Postby Roger Ryan » Tue Aug 04, 2009 9:49 am

Glenn Anders wrote:And I do get the impression that the "sex in the car" movie scene is supposed to be related in a connective way to an experience Oja Kodar's character has had or put Director Jake Hanaford through in a "reality" sequence (as they say in pornography these days). If not, it should be, since the "movie within a movie" needs all the anchorage with the main plot that it can get.


I was just thinking that judging from the available footage, the "film-within-the-film" is basically boy-meets-girl, boy-chases-girl, boy-gets-girl, boy-loses-girl but tarted-up with overtly arty cinematography and lighting. Persumably, the "boy-meeting-girl" scene is not shown but implied since the "boy-chasing-girl" sequence is the first of this footage shown as part of the rushes Billy (Norman Foster) is trying to explain to the studio head. I imagine the "sex-in-the-car" scene (boy-getting-girl, or, in this somewhat more liberated approach, girl-choosing-to-get-boy) would follow as the first footage screened at the ranch. The published screenplay indicates that the scene where Hannaford taunts Dale causing him to walk off the film (boy-loses-girl, or girl-loses-boy/director-loses-boy) is being projected at the ranch just before the power goes out.
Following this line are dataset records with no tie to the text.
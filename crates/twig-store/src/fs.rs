//! Loose-object store on the local filesystem.
//!
//! Layout under the store root:
//! ```text
//! objects/
//!   ab/                 first two hex digits of the id
//!     cdef0123...       remaining 62 hex digits; bincode envelope
//! ```
//! Each file holds an [`Envelope`] (kind tag + encoded data). Files are
//! written to a temporary file in the same directory and renamed into place,
//! so readers never observe a partially written object.

use std::fs;
use std::io::{ErrorKind, Write};
use std::path::{Path, PathBuf};

use serde::{Deserialize, Serialize};
use tracing::{debug, info, warn};
use twig_types::ObjectId;

use crate::error::{StoreError, StoreResult};
use crate::object::{ObjectKind, StoredObject};
use crate::traits::ObjectStore;

const OBJECTS_DIR: &str = "objects";

/// On-disk record for one object.
#[derive(Serialize, Deserialize)]
struct Envelope {
    kind: ObjectKind,
    data: Vec<u8>,
}

/// Object store backed by one file per object.
#[derive(Debug, Clone)]
pub struct FsObjectStore {
    root: PathBuf,
}

impl FsObjectStore {
    /// Open (creating if needed) a store rooted at `root`.
    pub fn open(root: impl AsRef<Path>) -> StoreResult<Self> {
        let root = root.as_ref().to_path_buf();
        fs::create_dir_all(root.join(OBJECTS_DIR))?;
        info!(root = %root.display(), "opened object store");
        Ok(Self { root })
    }

    /// Root directory of the store.
    pub fn root(&self) -> &Path {
        &self.root
    }

    fn object_path(&self, id: &ObjectId) -> PathBuf {
        let hex = id.to_hex();
        self.root.join(OBJECTS_DIR).join(&hex[..2]).join(&hex[2..])
    }

    /// Every object id present on disk, sorted.
    pub fn all_ids(&self) -> StoreResult<Vec<ObjectId>> {
        let mut ids = Vec::new();
        for fanout in fs::read_dir(self.root.join(OBJECTS_DIR))? {
            let fanout = fanout?;
            if !fanout.file_type()?.is_dir() {
                continue;
            }
            let prefix = fanout.file_name().to_string_lossy().into_owned();
            for file in fs::read_dir(fanout.path())? {
                let name = file?.file_name().to_string_lossy().into_owned();
                // Leftover temp files and foreign names are skipped.
                if let Ok(id) = ObjectId::from_hex(&format!("{prefix}{name}")) {
                    ids.push(id);
                }
            }
        }
        ids.sort();
        Ok(ids)
    }
}

impl ObjectStore for FsObjectStore {
    fn read(&self, id: &ObjectId) -> StoreResult<Option<StoredObject>> {
        let bytes = match fs::read(self.object_path(id)) {
            Ok(bytes) => bytes,
            Err(e) if e.kind() == ErrorKind::NotFound => return Ok(None),
            Err(e) => return Err(e.into()),
        };
        let envelope: Envelope = bincode::deserialize(&bytes).map_err(|e| {
            warn!(%id, error = %e, "undecodable object file");
            StoreError::CorruptObject {
                id: *id,
                reason: e.to_string(),
            }
        })?;
        let object = StoredObject::new(envelope.kind, envelope.data);
        let computed = object.compute_id();
        if computed != *id {
            warn!(%id, %computed, "object content does not match its id");
            return Err(StoreError::HashMismatch { id: *id, computed });
        }
        Ok(Some(object))
    }

    fn write(&self, object: &StoredObject) -> StoreResult<ObjectId> {
        let id = object.compute_id();
        if id.is_null() {
            return Err(StoreError::NullObjectId);
        }
        let path = self.object_path(&id);
        if path.exists() {
            return Ok(id);
        }
        let dir = path
            .parent()
            .ok_or_else(|| StoreError::Serialization(format!("bad object path for {id}")))?;
        fs::create_dir_all(dir)?;

        let envelope = Envelope {
            kind: object.kind,
            data: object.data.clone(),
        };
        let bytes =
            bincode::serialize(&envelope).map_err(|e| StoreError::Serialization(e.to_string()))?;

        let mut tmp = tempfile::NamedTempFile::new_in(dir)?;
        tmp.write_all(&bytes)?;
        tmp.as_file().sync_all()?;
        tmp.persist(&path).map_err(|e| StoreError::Io(e.error))?;
        debug!(%id, kind = %object.kind, size = object.size, "wrote object");
        Ok(id)
    }

    fn exists(&self, id: &ObjectId) -> StoreResult<bool> {
        Ok(self.object_path(id).is_file())
    }
}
What footage from the "film-within-the-film" is supposed to be seen at the drive-in? Is it "The Girl" wandering around the studio backlot alone? According to the formula, there should be a "boy-gets-girl-back" scene, but this would be impossible since Dale has left the picture, right?

I like the idea that, apart from the female empowerment twist, Hannaford's film is strictly a "boy-meets-girl" plot obscured with arty Antonioni-style pretentions.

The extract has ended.